## Work instructions:
Wherever a line in the data holds the word "DynamicItemPatch", pull that line out.

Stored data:
[Start of section]

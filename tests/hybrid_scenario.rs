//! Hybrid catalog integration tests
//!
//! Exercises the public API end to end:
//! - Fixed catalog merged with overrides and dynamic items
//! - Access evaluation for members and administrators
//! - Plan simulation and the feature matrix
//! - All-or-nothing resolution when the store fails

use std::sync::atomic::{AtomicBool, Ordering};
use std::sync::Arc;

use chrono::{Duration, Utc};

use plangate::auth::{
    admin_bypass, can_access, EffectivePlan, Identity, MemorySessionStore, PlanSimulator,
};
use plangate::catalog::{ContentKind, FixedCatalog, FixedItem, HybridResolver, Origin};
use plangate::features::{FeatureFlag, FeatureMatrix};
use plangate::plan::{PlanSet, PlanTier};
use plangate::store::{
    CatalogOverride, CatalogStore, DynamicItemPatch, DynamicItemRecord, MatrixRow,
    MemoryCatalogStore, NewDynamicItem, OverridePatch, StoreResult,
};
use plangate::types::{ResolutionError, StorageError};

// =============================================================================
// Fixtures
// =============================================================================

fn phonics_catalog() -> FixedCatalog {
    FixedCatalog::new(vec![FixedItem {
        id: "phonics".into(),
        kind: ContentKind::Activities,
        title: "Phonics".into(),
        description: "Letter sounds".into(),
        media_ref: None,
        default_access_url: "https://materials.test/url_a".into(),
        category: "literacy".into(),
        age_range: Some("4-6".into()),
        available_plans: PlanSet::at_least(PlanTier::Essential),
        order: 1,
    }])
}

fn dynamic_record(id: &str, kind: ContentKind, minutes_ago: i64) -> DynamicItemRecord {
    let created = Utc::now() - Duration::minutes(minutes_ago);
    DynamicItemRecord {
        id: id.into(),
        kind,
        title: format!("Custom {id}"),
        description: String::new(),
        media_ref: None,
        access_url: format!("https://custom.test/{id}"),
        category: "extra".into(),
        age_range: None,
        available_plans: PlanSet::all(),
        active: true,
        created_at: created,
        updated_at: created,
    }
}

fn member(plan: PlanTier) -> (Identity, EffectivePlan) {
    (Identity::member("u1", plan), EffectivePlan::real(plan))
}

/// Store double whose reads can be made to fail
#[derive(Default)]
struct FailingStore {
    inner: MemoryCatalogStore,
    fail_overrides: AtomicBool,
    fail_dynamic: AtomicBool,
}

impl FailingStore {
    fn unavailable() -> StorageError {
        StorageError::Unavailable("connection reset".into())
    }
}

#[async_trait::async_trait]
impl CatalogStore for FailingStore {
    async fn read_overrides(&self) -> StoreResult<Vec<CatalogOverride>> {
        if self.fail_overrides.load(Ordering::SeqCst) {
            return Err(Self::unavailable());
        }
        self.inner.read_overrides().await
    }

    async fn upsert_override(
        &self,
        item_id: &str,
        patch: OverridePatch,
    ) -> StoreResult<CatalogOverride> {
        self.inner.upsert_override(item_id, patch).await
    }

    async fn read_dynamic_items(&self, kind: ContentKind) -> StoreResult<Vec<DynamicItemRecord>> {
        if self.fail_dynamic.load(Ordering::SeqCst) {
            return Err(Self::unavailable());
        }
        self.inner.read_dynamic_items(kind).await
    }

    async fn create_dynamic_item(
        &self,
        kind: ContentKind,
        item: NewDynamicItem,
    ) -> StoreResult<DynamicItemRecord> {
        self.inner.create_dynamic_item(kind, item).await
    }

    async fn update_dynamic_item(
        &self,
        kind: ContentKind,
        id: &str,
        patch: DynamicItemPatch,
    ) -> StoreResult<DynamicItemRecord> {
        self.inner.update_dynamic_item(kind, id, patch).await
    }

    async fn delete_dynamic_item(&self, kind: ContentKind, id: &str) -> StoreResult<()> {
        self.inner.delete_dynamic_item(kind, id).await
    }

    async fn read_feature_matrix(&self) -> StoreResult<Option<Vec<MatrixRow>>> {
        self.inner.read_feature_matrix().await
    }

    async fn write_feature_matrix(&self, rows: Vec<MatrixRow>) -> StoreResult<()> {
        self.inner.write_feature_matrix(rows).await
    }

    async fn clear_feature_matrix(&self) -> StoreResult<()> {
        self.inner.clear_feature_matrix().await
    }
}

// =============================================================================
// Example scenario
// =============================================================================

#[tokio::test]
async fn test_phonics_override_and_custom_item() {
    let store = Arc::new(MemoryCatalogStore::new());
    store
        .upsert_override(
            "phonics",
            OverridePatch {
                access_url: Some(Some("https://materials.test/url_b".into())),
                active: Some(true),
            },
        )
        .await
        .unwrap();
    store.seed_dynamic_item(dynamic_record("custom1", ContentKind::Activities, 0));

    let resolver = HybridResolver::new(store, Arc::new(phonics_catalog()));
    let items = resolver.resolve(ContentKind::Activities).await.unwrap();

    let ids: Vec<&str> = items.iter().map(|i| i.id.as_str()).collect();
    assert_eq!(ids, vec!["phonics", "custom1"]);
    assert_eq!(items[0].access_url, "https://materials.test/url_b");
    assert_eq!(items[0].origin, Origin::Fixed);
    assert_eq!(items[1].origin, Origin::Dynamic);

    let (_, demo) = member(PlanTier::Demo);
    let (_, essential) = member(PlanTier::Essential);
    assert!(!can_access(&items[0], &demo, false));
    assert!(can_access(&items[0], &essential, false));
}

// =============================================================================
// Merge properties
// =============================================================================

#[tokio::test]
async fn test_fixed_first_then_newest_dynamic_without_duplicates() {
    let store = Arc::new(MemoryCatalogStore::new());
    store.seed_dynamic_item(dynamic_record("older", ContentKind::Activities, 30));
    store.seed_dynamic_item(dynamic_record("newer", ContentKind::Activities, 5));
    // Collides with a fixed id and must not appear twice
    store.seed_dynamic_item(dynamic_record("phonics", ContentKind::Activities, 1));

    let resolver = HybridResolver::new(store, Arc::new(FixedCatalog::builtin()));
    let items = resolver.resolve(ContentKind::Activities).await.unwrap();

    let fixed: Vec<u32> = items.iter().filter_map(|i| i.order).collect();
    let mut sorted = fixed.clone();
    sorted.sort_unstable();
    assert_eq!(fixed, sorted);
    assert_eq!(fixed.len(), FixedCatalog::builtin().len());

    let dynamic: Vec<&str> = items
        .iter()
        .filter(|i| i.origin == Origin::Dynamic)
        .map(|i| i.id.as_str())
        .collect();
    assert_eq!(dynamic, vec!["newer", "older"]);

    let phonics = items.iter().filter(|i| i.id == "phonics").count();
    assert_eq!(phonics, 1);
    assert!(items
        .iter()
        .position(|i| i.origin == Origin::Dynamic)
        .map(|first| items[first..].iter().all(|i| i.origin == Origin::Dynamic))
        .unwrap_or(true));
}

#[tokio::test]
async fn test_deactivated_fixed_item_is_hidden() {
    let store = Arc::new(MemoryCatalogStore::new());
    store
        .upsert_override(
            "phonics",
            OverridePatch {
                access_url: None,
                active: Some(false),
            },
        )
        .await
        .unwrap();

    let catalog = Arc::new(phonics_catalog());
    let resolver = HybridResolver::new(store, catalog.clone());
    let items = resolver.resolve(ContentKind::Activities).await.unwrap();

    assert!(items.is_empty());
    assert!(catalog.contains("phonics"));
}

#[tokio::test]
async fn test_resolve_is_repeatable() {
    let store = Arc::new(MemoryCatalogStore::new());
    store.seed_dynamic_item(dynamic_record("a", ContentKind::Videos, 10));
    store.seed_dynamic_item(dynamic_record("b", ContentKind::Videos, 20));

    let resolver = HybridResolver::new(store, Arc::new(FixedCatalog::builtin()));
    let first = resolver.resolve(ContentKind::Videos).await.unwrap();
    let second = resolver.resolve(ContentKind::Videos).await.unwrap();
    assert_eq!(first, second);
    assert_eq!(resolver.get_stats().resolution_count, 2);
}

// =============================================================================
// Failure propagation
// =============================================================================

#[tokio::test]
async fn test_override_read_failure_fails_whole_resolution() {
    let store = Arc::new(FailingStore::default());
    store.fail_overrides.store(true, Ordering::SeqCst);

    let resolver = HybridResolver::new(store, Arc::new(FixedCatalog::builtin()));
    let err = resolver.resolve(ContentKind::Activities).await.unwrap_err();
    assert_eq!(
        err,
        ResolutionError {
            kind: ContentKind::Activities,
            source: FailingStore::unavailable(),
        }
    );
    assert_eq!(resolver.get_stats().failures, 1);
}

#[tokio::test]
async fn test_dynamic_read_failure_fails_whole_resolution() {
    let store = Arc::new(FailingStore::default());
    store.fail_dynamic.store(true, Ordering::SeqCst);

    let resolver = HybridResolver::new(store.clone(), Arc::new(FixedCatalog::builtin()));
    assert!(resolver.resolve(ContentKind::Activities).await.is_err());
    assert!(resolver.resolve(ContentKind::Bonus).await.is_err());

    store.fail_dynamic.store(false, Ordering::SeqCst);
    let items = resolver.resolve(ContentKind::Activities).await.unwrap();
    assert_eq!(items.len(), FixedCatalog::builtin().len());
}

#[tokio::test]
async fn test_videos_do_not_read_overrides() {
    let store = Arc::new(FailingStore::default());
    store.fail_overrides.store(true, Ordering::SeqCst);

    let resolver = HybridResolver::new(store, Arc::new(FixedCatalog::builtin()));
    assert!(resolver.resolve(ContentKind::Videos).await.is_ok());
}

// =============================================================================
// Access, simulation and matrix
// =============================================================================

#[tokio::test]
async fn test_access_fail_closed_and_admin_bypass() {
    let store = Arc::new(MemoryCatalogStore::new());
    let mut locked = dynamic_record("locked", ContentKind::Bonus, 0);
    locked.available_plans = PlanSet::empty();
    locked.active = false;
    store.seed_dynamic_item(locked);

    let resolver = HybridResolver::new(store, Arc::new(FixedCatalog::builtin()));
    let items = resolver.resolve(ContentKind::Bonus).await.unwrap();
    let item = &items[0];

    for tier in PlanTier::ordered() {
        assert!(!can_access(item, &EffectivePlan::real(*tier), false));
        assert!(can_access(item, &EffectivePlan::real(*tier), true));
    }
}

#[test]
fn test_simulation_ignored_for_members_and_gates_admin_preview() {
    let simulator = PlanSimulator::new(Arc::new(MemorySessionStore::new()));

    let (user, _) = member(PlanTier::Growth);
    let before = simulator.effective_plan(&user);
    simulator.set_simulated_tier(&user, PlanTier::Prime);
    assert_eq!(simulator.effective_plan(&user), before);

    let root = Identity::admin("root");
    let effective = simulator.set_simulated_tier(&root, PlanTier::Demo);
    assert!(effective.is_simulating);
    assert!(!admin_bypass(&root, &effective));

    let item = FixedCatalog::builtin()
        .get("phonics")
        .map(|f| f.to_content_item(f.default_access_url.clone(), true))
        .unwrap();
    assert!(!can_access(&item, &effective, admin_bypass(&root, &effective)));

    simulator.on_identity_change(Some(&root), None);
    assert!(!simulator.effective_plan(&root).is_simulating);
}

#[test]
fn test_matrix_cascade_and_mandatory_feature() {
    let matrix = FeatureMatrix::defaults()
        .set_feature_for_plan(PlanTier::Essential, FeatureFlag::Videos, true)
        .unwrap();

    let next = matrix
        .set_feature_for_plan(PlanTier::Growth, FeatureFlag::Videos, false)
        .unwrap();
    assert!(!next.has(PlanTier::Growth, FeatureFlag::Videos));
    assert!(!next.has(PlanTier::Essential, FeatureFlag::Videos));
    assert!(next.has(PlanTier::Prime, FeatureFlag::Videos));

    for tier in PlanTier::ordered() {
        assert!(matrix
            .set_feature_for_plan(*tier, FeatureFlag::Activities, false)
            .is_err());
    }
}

[End of section]

## Response to the task:
    CatalogOverride, CatalogStore, DynamicItemPatch, DynamicItemRecord, MatrixRow,
        patch: DynamicItemPatch,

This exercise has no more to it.